The sad thing in reading the (Raleigh) News & Observer’s important two-part series on the state’s Medicaid woes and the dysfunctional management of the Department of Health and Human Services is that the revelations no longer have the power to amaze. Problems beset DHHS and Medicaid long before Pat McCrory was elected governor nearly two years ago. But McCrory and the current legislature haven’t made things any better, and in one key way they seem to have made things worse.

McCrory’s hiring of Aldona Wos as secretary of health and human services was a huge blunder, one that he refuses to rectify by letting her go. Wos has made a series of poor decisions that have resulted in a place even consultants the department hired to address its Medicaid troubles said “lacks leadership and talent,” “an environment which fosters poor results and execution.” The atmosphere under Wos has sent many veteran staffers fleeing, often replaced with political hires or acquaintances who lacked pertinent experience.

DHHS chief financial officer Rod Davis said in November that the Medicaid office “does not have adequate staff with the necessary experience and skills to properly manage the … program.”

Feedback from staffersis damning: “Leadership is non-communicative, secretive.”

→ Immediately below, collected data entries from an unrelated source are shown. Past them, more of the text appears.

//! Error types for sensor access.

use thiserror::Error;

/// Result type for sensor operations.
pub type SensorResult<T> = Result<T, SensorError>;

/// Errors raised by a [`SensorChannel`](crate::SensorChannel).
///
/// These never reach the regulation loop; [`FaultTolerantSensor`](crate::FaultTolerantSensor)
/// absorbs them.
#[derive(Debug, Error)]
pub enum SensorError {
    #[error("I/O error on {device}: {source}")]
    Io {
        device: String,
        #[source]
        source: std::io::Error,
    },

    #[error("Serial port {port}: {reason}")]
    Serial { port: String, reason: String },

    #[error("Timed out waiting for a response from {device}")]
    Timeout { device: String },

    #[error("Malformed response from {device}: {response:?}")]
    Malformed { device: String, response: String },

    #[error("No temperature probes found")]
    NoProbes,

    #[error("All {count} temperature probes failed")]
    AllProbesFailed { count: usize },

    #[error("Zero reading from {device}")]
    ZeroReading { device: String },

    #[error("Non-finite reading from {device}: {value}")]
    NonFinite { device: String, value: f64 },

    #[error("Invalid sensor setup: {what}")]
    InvalidSetup { what: &'static str },
}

The incompetence and poor management of Wos and others was publicly showcased in May. Part of the governor’s budget included a plan to manage Medicaid costs that relied on an illegal taxation maneuver that would funnel $60 million in federal dollars to the state – a gimmick the feds had rejected in Pennsylvania.

Frank Thompson, a Medicaid expert at Rutgers University, told the N&O he was shocked that such a proposal made it into the budget. He called it “government by amateurs.”

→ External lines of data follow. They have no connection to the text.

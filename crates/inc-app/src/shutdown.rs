//! Emergency stop.
//!
//! An [`EmergencyStop`] holds its own handles to every output, independent of
//! the regulators, so it can be fired from a signal handler thread or by the
//! supervisor after a failed cycle without touching regulator state.

use std::sync::Arc;

use tracing::{error, warn};

use inc_controls::SharedActuator;

#[derive(Clone)]
pub struct EmergencyStop {
    outputs: Arc<[SharedActuator]>,
}

impl EmergencyStop {
    pub fn new(outputs: Vec<SharedActuator>) -> Self {
        Self {
            outputs: outputs.into(),
        }
    }

    /// Drive every output off. A failing output does not stop the others
    /// from being written. Returns the number of outputs that failed.
    pub fn trigger(&self) -> usize {
        let mut failures = 0;
        for output in self.outputs.iter() {
            if let Err(err) = output.set(false) {
                error!(actuator = output.name(), error = %err, "emergency stop write failed");
                failures += 1;
            }
        }
        if failures == 0 {
            warn!(outputs = self.outputs.len(), "emergency stop: all outputs off");
        }
        failures
    }

    pub fn outputs(&self) -> &[SharedActuator] {
        &self.outputs
    }
}

impl std::fmt::Debug for EmergencyStop {
    fn fmt(&self, f: &mut std::fmt::Formatter<'_>) -> std::fmt::Result {
        f.debug_struct("EmergencyStop")
            .field(
                "outputs",
                &self.outputs.iter().map(|o| o.name()).collect::<Vec<_>>(),
            )
            .finish()
    }
}

#[cfg(test)]
mod tests {
    use super::*;
    use inc_controls::{ActuatorPort, SimulatedOutput};

    #[test]
    fn turns_everything_off_despite_failures() {
        let outs: Vec<_> = (0..3)
            .map(|i| SimulatedOutput::shared(format!("out-{i}")))
            .collect();
        for out in &outs {
            out.set(true).unwrap();
        }
        outs[1].fail_writes(true);

        let stop = EmergencyStop::new(outs.iter().map(|o| o.clone() as SharedActuator).collect());
        assert_eq!(stop.trigger(), 1);
        assert!(!outs[0].is_on());
        assert!(!outs[2].is_on());
    }

    #[test]
    fn repeated_triggers_are_harmless() {
        let out = SimulatedOutput::shared("valve");
        let stop = EmergencyStop::new(vec![out.clone() as SharedActuator]);
        let clone = stop.clone();
        assert_eq!(stop.trigger(), 0);
        assert_eq!(clone.trigger(), 0);
        assert!(!out.is_on());
        assert_eq!(out.write_count(), 2);
    }
}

As troubling, the consultant DHHS hired under a no-bid contract to reach $3.25 million yearly, Alvarez & Marsal, came up with that budget gimmick. The consultants were also involved in a $200 million mistake in projecting the Medicaid budget deficit.

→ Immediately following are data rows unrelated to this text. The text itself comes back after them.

//! The sensor capability.

use crate::error::SensorResult;

/// One physical sensor producing a scalar reading.
pub trait SensorChannel: Send {
    /// Name used in logs.
    fn name(&self) -> &str;

    /// Take one reading. May block up to the channel's I/O timeout.
    fn read(&mut self) -> SensorResult<f64>;

    /// Close and reopen the underlying resource.
    fn reinitialize(&mut self) -> SensorResult<()>;
}

impl<S: SensorChannel + ?Sized> SensorChannel for Box<S> {
    fn name(&self) -> &str {
        (**self).name()
    }

    fn read(&mut self) -> SensorResult<f64> {
        (**self).read()
    }

    fn reinitialize(&mut self) -> SensorResult<()> {
        (**self).reinitialize()
    }
}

This is a dismaying backdrop to the legislature’s budget wrangle over a Medicaid plan that is both cost efficient and provides good patient outcomes. McCrory and House leaders offer a sound proposal that’s backed by health leaders. It builds on an existing nonprofit network of care but makes providers responsible for overruns. The Senate is pushing a managed care system that has had troubles or failed elsewhere.

McCrory is headed in the right direction with his proposed Medicaid changes. He needs to get on the right path in fixing the department, DHHS, that oversees it. He needs to fire Wos and recruit and keep experienced and talented staff. He also needs to end the practice of no-bid contracts that Wos has made a staple of DHHS and has led to wasted dollars on incompetent hires.